In the United States alone, more than 15 million people — about 5 percent of the population — suffer from some type of olfactory system dysfunction affecting their sense of smell or taste. These can be life threatening when it comes to dangers usually detected by smell, such as smoke, gas leaks, or rotten food.
Chromanose, a startup founded by UC Riverside engineers, is an electronic nose that can help people with a compromised sense of smell identify potential dangers. The project has been admitted to the National Science Foundation’s Innovation Corps 2018 cohort for entrepreneurial training and funding to support market research and product development.
The National Science Foundation’s Innovation Corps, or I-Corps, program prepares scientists and engineers to extend their focus beyond the university laboratory and accelerates basic research projects ready to move toward commercialization.
The entrepreneurship effort is led by Sooyoun Yu, a third-year chemical and environmental engineering doctoral student in UC Riverside’s Marlan and Rosemary Bourns College of Engineering.
Chromanose is a lightweight, portable device consisting of hundreds of nanomaterial-based gas sensors that can detect smells almost as well as the human nose.
“We are developing prototypes by refining the components, while simultaneously moving forward to consider commercialization,” Yu said. The current prototype includes 128 sensors in one array, as well as fully integrated electronics.

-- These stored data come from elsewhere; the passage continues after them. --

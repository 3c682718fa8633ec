use std::path::PathBuf;

use crate::export::{export_class_bundle, verify_class_bundle};
use crate::ipc::error::{calc_err, err, ok};
use crate::ipc::helpers::{class_scope, request_config, required_str, snapshot};
use crate::ipc::types::{AppState, Request};
use serde_json::json;

fn handle_export_class_bundle(state: &mut AppState, req: &Request) -> serde_json::Value {
    let out_path = match required_str(req, "outPath") {
        Ok(v) => PathBuf::from(v),
        Err(e) => return e,
    };
    let snap = match snapshot(state, req) {
        Ok(v) => v,
        Err(e) => return e,
    };
    let config = match request_config(state, req) {
        Ok(v) => v,
        Err(e) => return e,
    };
    let scope = match class_scope(snap, req) {
        Ok(v) => v,
        Err(e) => return e,
    };
    let run = match scope.run(&config) {
        Ok(v) => v,
        Err(e) => return calc_err(&req.id, e),
    };

    match export_class_bundle(&run, &out_path) {
        Ok(summary) => ok(
            &req.id,
            json!({
                "ok": true,
                "path": out_path.to_string_lossy(),
                "bundleFormat": summary.bundle_format,
                "bundleId": summary.bundle_id,
                "entryCount": summary.entry_count,
            }),
        ),
        Err(e) => err(
            &req.id,
            "export_failed",
            format!("{e:#}"),
            Some(json!({ "outPath": out_path.to_string_lossy() })),
        ),
    }
}

fn handle_verify_bundle(_state: &mut AppState, req: &Request) -> serde_json::Value {
    let in_path = match required_str(req, "inPath") {
        Ok(v) => PathBuf::from(v),
        Err(e) => return e,
    };
    match verify_class_bundle(&in_path) {
        Ok(summary) => ok(&req.id, json!(summary)),
        Err(e) => err(
            &req.id,
            "io_failed",
            format!("{e:#}"),
            Some(json!({ "inPath": in_path.to_string_lossy() })),
        ),
    }
}

pub fn try_handle(state: &mut AppState, req: &Request) -> Option<serde_json::Value> {
    match req.method.as_str() {
        "reports.exportClassBundle" => Some(handle_export_class_bundle(state, req)),
        "reports.verifyBundle" => Some(handle_verify_bundle(state, req)),
        _ => None,
    }
}
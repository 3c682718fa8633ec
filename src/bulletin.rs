use crate::calc::{
    self, bucket_averages, period_aggregate, rank_cohort, AveragePolicy, CalcError,
    GeneralAppreciation, PeriodAggregate, PeriodStatistics, RankedResult,
    SubjectAverage, SubjectBand,
};
use crate::config::CalcConfig;
use crate::model::{ClassInfo, GradeEntry, LevelType, Period, Student, StudentStatus, Subject};
use serde::Serialize;

#[derive(Debug, Clone, Serialize)]
#[serde(rename_all = "camelCase")]
pub struct ClassSummary {
    pub id: String,
    pub name: String,
    pub level: String,
    pub level_type: LevelType,
    pub academic_year: String,
    pub cohort_size: usize,
}

#[derive(Debug, Clone, Serialize)]
#[serde(rename_all = "camelCase")]
pub struct StudentSummary {
    pub id: String,
    pub matricule: String,
    pub last_name: String,
    pub first_name: String,
    pub display_name: String,
    pub status: StudentStatus,
}

impl From<&Student> for StudentSummary {
    fn from(s: &Student) -> Self {
        Self {
            id: s.id.clone(),
            matricule: s.matricule.clone(),
            last_name: s.last_name.clone(),
            first_name: s.first_name.clone(),
            display_name: s.display_name(),
            status: s.status,
        }
    }
}

#[derive(Debug, Clone, Serialize)]
#[serde(rename_all = "camelCase")]
pub struct SubjectRow {
    pub subject_id: String,
    pub name: String,
    pub coefficient: f64,
    pub homework_average: Option<f64>,
    pub exam_average: Option<f64>,
    pub oral_average: Option<f64>,
    pub average: Option<f64>,
    pub weighted_points: Option<f64>,
    pub band: Option<SubjectBand>,
    pub band_label: Option<&'static str>,
}

#[derive(Debug, Clone, Serialize)]
#[serde(rename_all = "camelCase")]
pub struct Appreciation {
    pub code: GeneralAppreciation,
    pub label: &'static str,
}

/// Everything a renderer needs to draw one report card.
#[derive(Debug, Clone, Serialize)]
#[serde(rename_all = "camelCase")]
pub struct BulletinModel {
    pub student: StudentSummary,
    pub class: ClassSummary,
    pub period: Period,
    pub policy: AveragePolicy,
    pub rows: Vec<SubjectRow>,
    pub aggregate: PeriodAggregate,
    pub ranking: RankedResult,
    pub statistics: PeriodStatistics,
    #[serde(skip_serializing_if = "Option::is_none")]
    pub appreciation: Option<Appreciation>,
}

/// One class, one period, one snapshot of grade entries. Aggregates for the
/// whole cohort are computed on construction and never outlive the run.
pub struct ClassRun<'a> {
    class: &'a ClassInfo,
    cohort: Vec<&'a Student>,
    subjects: Vec<Subject>,
    grades: &'a [GradeEntry],
    period: Period,
    policy: AveragePolicy,
    aggregates: Vec<PeriodAggregate>,
    ranking: Vec<RankedResult>,
    statistics: PeriodStatistics,
}

impl<'a> ClassRun<'a> {
    pub fn new(
        class: &'a ClassInfo,
        cohort: Vec<&'a Student>,
        subjects: Vec<Subject>,
        grades: &'a [GradeEntry],
        period: Period,
        config: &CalcConfig,
    ) -> Result<Self, CalcError> {
        let policy = config.policies.for_level(class.level_type);
        let aggregates = cohort
            .iter()
            .map(|s| {
                calc::student_period_aggregate(grades, &s.id, &subjects, period, policy)
                    .map(|(agg, _)| agg)
            })
            .collect::<Result<Vec<_>, _>>()?;
        let ranking = rank_cohort(&aggregates, config.ranking);
        let statistics = calc::period_statistics(&aggregates);

        Ok(Self {
            class,
            cohort,
            subjects,
            grades,
            period,
            policy,
            aggregates,
            ranking,
            statistics,
        })
    }

    pub fn policy(&self) -> AveragePolicy {
        self.policy
    }

    pub fn period(&self) -> Period {
        self.period
    }

    pub fn aggregates(&self) -> &[PeriodAggregate] {
        &self.aggregates
    }

    pub fn ranking(&self) -> &[RankedResult] {
        &self.ranking
    }

    pub fn statistics(&self) -> PeriodStatistics {
        self.statistics
    }

    pub fn class_summary(&self) -> ClassSummary {
        ClassSummary {
            id: self.class.id.clone(),
            name: self.class.name.clone(),
            level: self.class.level.clone(),
            level_type: self.class.level_type,
            academic_year: self.class.academic_year.clone(),
            cohort_size: self.cohort.len(),
        }
    }

    fn subject_rows(&self, student_id: &str) -> Vec<SubjectRow> {
        self.subjects
            .iter()
            .map(|s| {
                let buckets = bucket_averages(self.grades, student_id, &s.id, self.period);
                let average = buckets.average(self.policy);
                let band = SubjectBand::for_average(average);
                SubjectRow {
                    subject_id: s.id.clone(),
                    name: s.name.clone(),
                    coefficient: s.coefficient,
                    homework_average: buckets.homework,
                    exam_average: buckets.exam,
                    oral_average: buckets.oral,
                    average,
                    weighted_points: average.map(|a| a * s.coefficient),
                    band,
                    band_label: band.map(SubjectBand::label),
                }
            })
            .collect()
    }

    pub fn bulletin(&self, student: &Student) -> Result<BulletinModel, CalcError> {
        let rows = self.subject_rows(&student.id);
        let averages: Vec<SubjectAverage> = rows
            .iter()
            .map(|r| SubjectAverage {
                subject_id: r.subject_id.clone(),
                average: r.average,
                coefficient: r.coefficient,
            })
            .collect();
        let aggregate = period_aggregate(&student.id, &averages)?;

        let ranking = self
            .ranking
            .iter()
            .find(|r| r.student_id == student.id)
            .cloned()
            .unwrap_or_else(|| RankedResult {
                student_id: student.id.clone(),
                average: aggregate.period_average,
                rank: None,
                rank_label: None,
            });

        let appreciation = match self.class.level_type {
            LevelType::Secondary => None,
            LevelType::Nursery | LevelType::Primary => GeneralAppreciation::for_aggregate(&aggregate)
                .map(|code| Appreciation {
                    code,
                    label: code.label(),
                }),
        };

        Ok(BulletinModel {
            student: StudentSummary::from(student),
            class: self.class_summary(),
            period: self.period,
            policy: self.policy,
            rows,
            aggregate,
            ranking,
            statistics: self.statistics(),
            appreciation,
        })
    }

    pub fn bulletins(&self) -> Result<Vec<BulletinModel>, CalcError> {
        self.cohort.iter().map(|s| self.bulletin(s)).collect()
    }
}

#[derive(Debug, Clone, Serialize)]
#[serde(rename_all = "camelCase")]
pub struct ClassResultsStudent {
    pub student: StudentSummary,
    pub subjects: Vec<SubjectAverage>,
    pub aggregate: PeriodAggregate,
}

#[derive(Debug, Clone, Serialize)]
#[serde(rename_all = "camelCase")]
pub struct ClassResultsModel {
    pub class: ClassSummary,
    pub period: Period,
    pub subjects: Vec<Subject>,
    pub students: Vec<ClassResultsStudent>,
}

/// Per-student flat subject means for a whole class, as listed in the class
/// results report. Independent of the bulletin policy of the class level.
pub fn class_results_model(
    class: &ClassInfo,
    cohort: &[&Student],
    subjects: Vec<Subject>,
    grades: &[GradeEntry],
    period: Period,
) -> Result<ClassResultsModel, CalcError> {
    let mut students = Vec::with_capacity(cohort.len());
    for s in cohort {
        let (aggregate, averages) = calc::student_period_aggregate(
            grades,
            &s.id,
            &subjects,
            period,
            AveragePolicy::FlatMean,
        )?;
        students.push(ClassResultsStudent {
            student: StudentSummary::from(*s),
            subjects: averages,
            aggregate,
        });
    }

    Ok(ClassResultsModel {
        class: ClassSummary {
            id: class.id.clone(),
            name: class.name.clone(),
            level: class.level.clone(),
            level_type: class.level_type,
            academic_year: class.academic_year.clone(),
            cohort_size: cohort.len(),
        },
        period,
        subjects,
        students,
    })
}
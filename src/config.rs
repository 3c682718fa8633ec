use crate::calc::{AveragePolicy, RankingPolicy};
use crate::model::LevelType;
use anyhow::Context;
use serde::{Deserialize, Serialize};
use std::path::Path;

pub const CONFIG_FILE: &str = "bulletind.json";

#[derive(Debug, Clone, Copy, PartialEq, Eq, Serialize, Deserialize)]
#[serde(rename_all = "camelCase", default)]
pub struct LevelPolicies {
    pub nursery: AveragePolicy,
    pub primary: AveragePolicy,
    pub secondary: AveragePolicy,
}

impl Default for LevelPolicies {
    fn default() -> Self {
        Self {
            nursery: AveragePolicy::FlatMean,
            primary: AveragePolicy::FlatMean,
            secondary: AveragePolicy::BucketBlend,
        }
    }
}

impl LevelPolicies {
    pub fn for_level(&self, level: LevelType) -> AveragePolicy {
        match level {
            LevelType::Nursery => self.nursery,
            LevelType::Primary => self.primary,
            LevelType::Secondary => self.secondary,
        }
    }
}

#[derive(Debug, Clone, Copy, PartialEq, Eq, Default, Serialize, Deserialize)]
#[serde(rename_all = "camelCase", default)]
pub struct CalcConfig {
    pub ranking: RankingPolicy,
    pub policies: LevelPolicies,
}

impl CalcConfig {
    /// Reads `bulletind.json` from a workspace. A missing file is not an error.
    pub fn load_from_workspace(workspace: &Path) -> anyhow::Result<Option<CalcConfig>> {
        let path = workspace.join(CONFIG_FILE);
        if !path.is_file() {
            return Ok(None);
        }
        let text = std::fs::read_to_string(&path)
            .with_context(|| format!("failed to read {}", path.to_string_lossy()))?;
        let cfg: CalcConfig = serde_json::from_str(&text)
            .with_context(|| format!("{} is not a valid config", path.to_string_lossy()))?;
        Ok(Some(cfg))
    }

    /// Applies a partial override on top of this config. Keys absent from
    /// `patch` keep their current value.
    pub fn merged(&self, patch: &serde_json::Value) -> Result<CalcConfig, String> {
        let mut base = serde_json::to_value(self).map_err(|e| e.to_string())?;
        merge_json(&mut base, patch);
        serde_json::from_value(base).map_err(|e| e.to_string())
    }
}

fn merge_json(base: &mut serde_json::Value, patch: &serde_json::Value) {
    match (base, patch) {
        (serde_json::Value::Object(b), serde_json::Value::Object(p)) => {
            for (k, v) in p {
                match b.get_mut(k) {
                    Some(slot) => merge_json(slot, v),
                    None => {
                        b.insert(k.clone(), v.clone());
                    }
                }
            }
        }
        (slot, v) => *slot = v.clone(),
    }
}

#[cfg(test)]
mod tests {
    use super::*;
    use serde_json::json;

    #[test]
    fn defaults_follow_education_level() {
        let cfg = CalcConfig::default();
        assert_eq!(cfg.ranking, RankingPolicy::Sequential);
        assert_eq!(
            cfg.policies.for_level(LevelType::Secondary),
            AveragePolicy::BucketBlend
        );
        assert_eq!(
            cfg.policies.for_level(LevelType::Primary),
            AveragePolicy::FlatMean
        );
    }

    #[test]
    fn partial_override_keeps_other_keys() {
        let cfg = CalcConfig::default()
            .merged(&json!({ "policies": { "primary": "bucketBlend" } }))
            .expect("merge");
        assert_eq!(cfg.policies.primary, AveragePolicy::BucketBlend);
        assert_eq!(cfg.policies.nursery, AveragePolicy::FlatMean);
        assert_eq!(cfg.ranking, RankingPolicy::Sequential);

        let cfg = cfg.merged(&json!({ "ranking": "competition" })).expect("merge");
        assert_eq!(cfg.ranking, RankingPolicy::Competition);
        assert_eq!(cfg.policies.primary, AveragePolicy::BucketBlend);
    }

    #[test]
    fn unknown_policy_is_rejected() {
        assert!(CalcConfig::default()
            .merged(&json!({ "ranking": "dense" }))
            .is_err());
    }

    #[test]
    fn empty_file_object_gives_defaults() {
        let cfg: CalcConfig = serde_json::from_str("{}").expect("parse");
        assert_eq!(cfg, CalcConfig::default());
    }
}
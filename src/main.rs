mod bulletin;
mod calc;
mod config;
mod export;
mod ipc;
mod model;
mod snapshot;
mod validate;

use std::io::{self, BufRead, Write};

use tracing_subscriber::{layer::SubscriberExt, util::SubscriberInitExt, EnvFilter};

const LOG_ENV: &str = "BULLETIND_LOG";

fn init_tracing() {
    // stdout carries the protocol; logs go to stderr only.
    tracing_subscriber::registry()
        .with(EnvFilter::try_from_env(LOG_ENV).unwrap_or_else(|_| "bulletind=info".into()))
        .with(
            tracing_subscriber::fmt::layer()
                .with_writer(io::stderr)
                .with_ansi(false)
                .with_target(false),
        )
        .init();
}

fn main() {
    init_tracing();
    tracing::info!(version = env!("CARGO_PKG_VERSION"), "bulletind started");

    let mut state = ipc::AppState::default();

    let stdin = io::stdin();
    let mut stdout = io::stdout();

    for line in stdin.lock().lines() {
        let line = match line {
            Ok(v) => v,
            Err(e) => {
                tracing::error!("stdin read failed: {e}");
                break;
            }
        };
        if line.trim().is_empty() {
            continue;
        }

        let req: ipc::Request = match serde_json::from_str(&line) {
            Ok(v) => v,
            Err(e) => {
                // Can't reply without id.
                tracing::warn!("dropping malformed request: {e}");
                let resp = serde_json::json!({
                    "ok": false,
                    "error": { "code": "bad_json", "message": e.to_string() },
                });
                let _ = writeln!(stdout, "{}", resp);
                let _ = stdout.flush();
                continue;
            }
        };

        let resp = ipc::handle_request(&mut state, req);
        let _ = writeln!(
            stdout,
            "{}",
            serde_json::to_string(&resp).unwrap_or_else(|_| "{\"ok\":false}".to_string())
        );
        let _ = stdout.flush();
    }

    tracing::info!("stdin closed, exiting");
}
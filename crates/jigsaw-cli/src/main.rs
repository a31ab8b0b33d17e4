//! Command-line driver: scans in, assembled puzzle image out.

use clap::Parser;
use log::{error, info, LevelFilter};
use std::path::PathBuf;
use std::process::ExitCode;

use jigsaw_extract::{extract_pieces, ExtractError, ExtractParams, ImagePair};
use jigsaw_render::{visualize, RenderError, RenderParams};
use jigsaw_solve::{assemble_puzzle, CompatParams, SolveError};

/// Reconstruct a jigsaw puzzle from scans of its pieces.
///
/// Every piece must appear on exactly one front scan (printed side)
/// and on the corresponding back scan (silhouettes on a dark
/// background), given in the same order.
#[derive(Parser, Debug)]
#[command(name = "jigsaw-solver", version, about)]
struct Args {
    /// Front-side scan images, one or more.
    #[arg(short = 'f', long = "front", num_args = 1.., required = true)]
    front: Vec<PathBuf>,

    /// Back-side scan images, pair-wise corresponding to the fronts.
    #[arg(short = 'b', long = "back", num_args = 1.., required = true)]
    back: Vec<PathBuf>,

    /// Output image.
    #[arg(short = 'o', long = "output", default_value = "output.jpg")]
    output: PathBuf,

    /// Worker threads; 0 uses all available cores.
    #[arg(short = 't', long = "threads", default_value_t = 0)]
    threads: usize,

    /// Verbose progress logging.
    #[arg(short = 'v', long = "verbose")]
    verbose: bool,
}

#[derive(thiserror::Error, Debug)]
enum AppError {
    #[error("got {fronts} front image(s) but {backs} back image(s)")]
    InputMismatch { fronts: usize, backs: usize },

    #[error(transparent)]
    Extract(#[from] ExtractError),

    #[error(transparent)]
    Solve(#[from] SolveError),

    #[error(transparent)]
    Render(#[from] RenderError),

    #[error("failed to write {path}: {source}")]
    Output {
        path: PathBuf,
        source: image::ImageError,
    },
}

fn run(args: &Args) -> Result<(), AppError> {
    if args.front.len() != args.back.len() {
        return Err(AppError::InputMismatch {
            fronts: args.front.len(),
            backs: args.back.len(),
        });
    }

    if args.threads > 0 {
        // Both parallel regions (extraction, table build) share the
        // global pool.
        let _ = rayon::ThreadPoolBuilder::new()
            .num_threads(args.threads)
            .build_global();
    }

    let pairs: Vec<ImagePair> = args
        .front
        .iter()
        .zip(args.back.iter())
        .map(|(front, back)| ImagePair {
            front: front.clone(),
            back: back.clone(),
        })
        .collect();

    let pieces = extract_pieces(&pairs, &ExtractParams::default())?;
    let layout = assemble_puzzle(&pieces, &CompatParams::default())?;
    let canvas = visualize(&pieces, &layout, &RenderParams::default())?;

    canvas.save(&args.output).map_err(|source| AppError::Output {
        path: args.output.clone(),
        source,
    })?;
    info!("wrote {}", args.output.display());
    Ok(())
}

fn main() -> ExitCode {
    let args = Args::parse();
    let level = if args.verbose {
        LevelFilter::Debug
    } else {
        LevelFilter::Info
    };
    let _ = jigsaw_core::init_with_level(level);

    match run(&args) {
        Ok(()) => ExitCode::SUCCESS,
        Err(err) => {
            error!("{err}");
            ExitCode::FAILURE
        }
    }
}
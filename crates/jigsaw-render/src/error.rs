use std::path::PathBuf;

/// Errors produced while computing poses or rendering the output.
#[derive(thiserror::Error, Debug)]
pub enum RenderError {
    #[error("failed to read image {path}: {source}")]
    Image {
        path: PathBuf,
        source: image::ImageError,
    },

    #[error("pose system for {unknown} is under-determined")]
    PoseUnderdetermined { unknown: &'static str },
}
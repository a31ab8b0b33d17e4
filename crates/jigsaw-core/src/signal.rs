//! 1-D signal helpers shared by the shape classifier and the
//! compatibility scorer: resampling, circular smoothing and
//! local-extrema search. Signals are treated cyclically unless noted.

/// Nearest-index resampling of `signal` to exactly `n` samples.
pub fn resample_to<T: Copy>(signal: &[T], n: usize) -> Vec<T> {
    if n <= 1 {
        return signal.first().copied().into_iter().collect();
    }
    let len = signal.len();
    (0..n)
        .map(|i| {
            let j = (i as f64 * (len - 1) as f64 / (n - 1) as f64 + 0.5) as usize;
            signal[j.min(len - 1)]
        })
        .collect()
}

/// Resampling by a length factor; `scale` < 1 shortens the signal.
pub fn resample_scaled<T: Copy>(signal: &[T], scale: f64) -> Vec<T> {
    let n = (signal.len() as f64 * scale + 0.5) as usize;
    resample_to(signal, n)
}

/// Cyclic convolution; `out[i] = Σ_j signal[(i - j) mod n] · kernel[j]`.
pub fn circular_convolution(signal: &[f64], kernel: &[f64]) -> Vec<f64> {
    let n = signal.len() as isize;
    (0..n)
        .map(|i| {
            kernel
                .iter()
                .enumerate()
                .map(|(j, k)| signal[((i - j as isize).rem_euclid(n)) as usize] * k)
                .sum()
        })
        .collect()
}

/// Low-pass filter with a normalized Gaussian kernel spanning ±3σ,
/// re-centred so the output is phase-aligned with the input.
pub fn gaussian_blur(signal: &[f64], sigma: f64) -> Vec<f64> {
    let half = (3.0 * sigma) as isize;
    let mut kernel: Vec<f64> = (-half..=half)
        .map(|i| (-((i * i) as f64) / (2.0 * sigma * sigma)).exp())
        .collect();
    let sum: f64 = kernel.iter().sum();
    for k in &mut kernel {
        *k /= sum;
    }

    let mut blurred = circular_convolution(signal, &kernel);
    blurred.rotate_left(half as usize % signal.len().max(1));
    blurred
}

/// First difference with the cyclic closing term folded into slot 0.
pub fn cyclic_difference(signal: &[f64]) -> Vec<f64> {
    let n = signal.len();
    let mut diff = vec![0.0; n];
    diff[0] = signal[0];
    for i in 1..n {
        diff[i] = signal[i] - signal[i - 1];
    }
    let last = diff[n - 1];
    diff[0] -= last;
    diff
}

fn is_cyclic_maximum(pos: usize, signal: &[f64], radius: usize) -> bool {
    let n = signal.len() as isize;
    let p = pos as isize;
    for i in 1..=radius as isize {
        if signal[((p + i).rem_euclid(n)) as usize] >= signal[pos] {
            return false;
        }
        if signal[((p - i).rem_euclid(n)) as usize] >= signal[pos] {
            return false;
        }
    }
    true
}

/// Indices of all strict local maxima over a cyclic neighbourhood of
/// `radius`, strongest first.
pub fn find_local_maxima(signal: &[f64], radius: usize) -> Vec<usize> {
    let mut extrema: Vec<usize> = (0..signal.len())
        .filter(|&i| is_cyclic_maximum(i, signal, radius))
        .collect();
    extrema.sort_by(|&a, &b| signal[b].total_cmp(&signal[a]));
    extrema
}

pub fn find_local_minima(signal: &[f64], radius: usize) -> Vec<usize> {
    let negated: Vec<f64> = signal.iter().map(|v| -v).collect();
    find_local_maxima(&negated, radius)
}

#[cfg(test)]
mod tests {
    use super::*;
    use approx::assert_relative_eq;

    #[test]
    fn resample_round_trip_is_close() {
        let signal: Vec<f64> = (0..20).map(|i| i as f64).collect();
        let up = resample_to(&signal, 60);
        let down = resample_to(&up, 20);
        for (a, b) in signal.iter().zip(down.iter()) {
            assert!((a - b).abs() <= 1.0, "{a} vs {b}");
        }
    }

    #[test]
    fn resample_keeps_endpoints() {
        let signal = [3.0, 7.0, 1.0, 9.0];
        let out = resample_to(&signal, 9);
        assert_relative_eq!(out[0], 3.0);
        assert_relative_eq!(out[8], 9.0);
    }

    #[test]
    fn blur_preserves_mean_of_constant_signal() {
        let signal = vec![5.0; 40];
        let blurred = gaussian_blur(&signal, 3.0);
        for v in blurred {
            assert_relative_eq!(v, 5.0, epsilon = 1e-9);
        }
    }

    #[test]
    fn blur_keeps_peak_centred() {
        let mut signal = vec![0.0; 64];
        signal[32] = 1.0;
        let blurred = gaussian_blur(&signal, 2.0);
        let peak = blurred
            .iter()
            .enumerate()
            .max_by(|a, b| a.1.total_cmp(b.1))
            .map(|(i, _)| i)
            .unwrap();
        assert_eq!(peak, 32);
    }

    #[test]
    fn local_maxima_found_in_order_of_strength() {
        let mut signal = vec![0.0; 50];
        signal[10] = 2.0;
        signal[30] = 5.0;
        let maxima = find_local_maxima(&signal, 5);
        assert_eq!(maxima, vec![30, 10]);
    }

    #[test]
    fn minima_are_negated_maxima() {
        let mut signal = vec![1.0; 30];
        signal[7] = -4.0;
        assert_eq!(find_local_minima(&signal, 3)[0], 7);
    }
}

Yu, who has been working on the project since September 2017, successfully led her team through UC Riverside’s I-Corps site program, ‘Startups for Innovators,’ a seven-week workshop that allows participants to explore commercialization possibilities for an idea or research project.
In 2017, UC Riverside was awarded a prestigious National Science Foundation I-Corps Site status and a $500,000 grant to provide in-house commercialization training to UC Riverside faculty and students over the next five years. The UCR I-Corps site program is administered by the Entrepreneurial, Proof of Concept, and Innovation Center, which offers expert guidance for campus innovators seeking to commercialize their research.
Chromanose is one of 24 startups selected by the National Science Foundation to participate in a nationwide workshop and receive $50,000 in funding. For seven weeks, the Chromanose team will use their funding to travel and meet with potential customers to determine how Chromanose can fulfill their needs in order to learn how to better market their product. In the first and seventh weeks, the group will join the rest of the 2018 cohort in Austin, Texas, to share ideas and get feedback from the teaching and mentor staff, who boast extensive business or venture capital backgrounds, as well as mentors from academic research groups.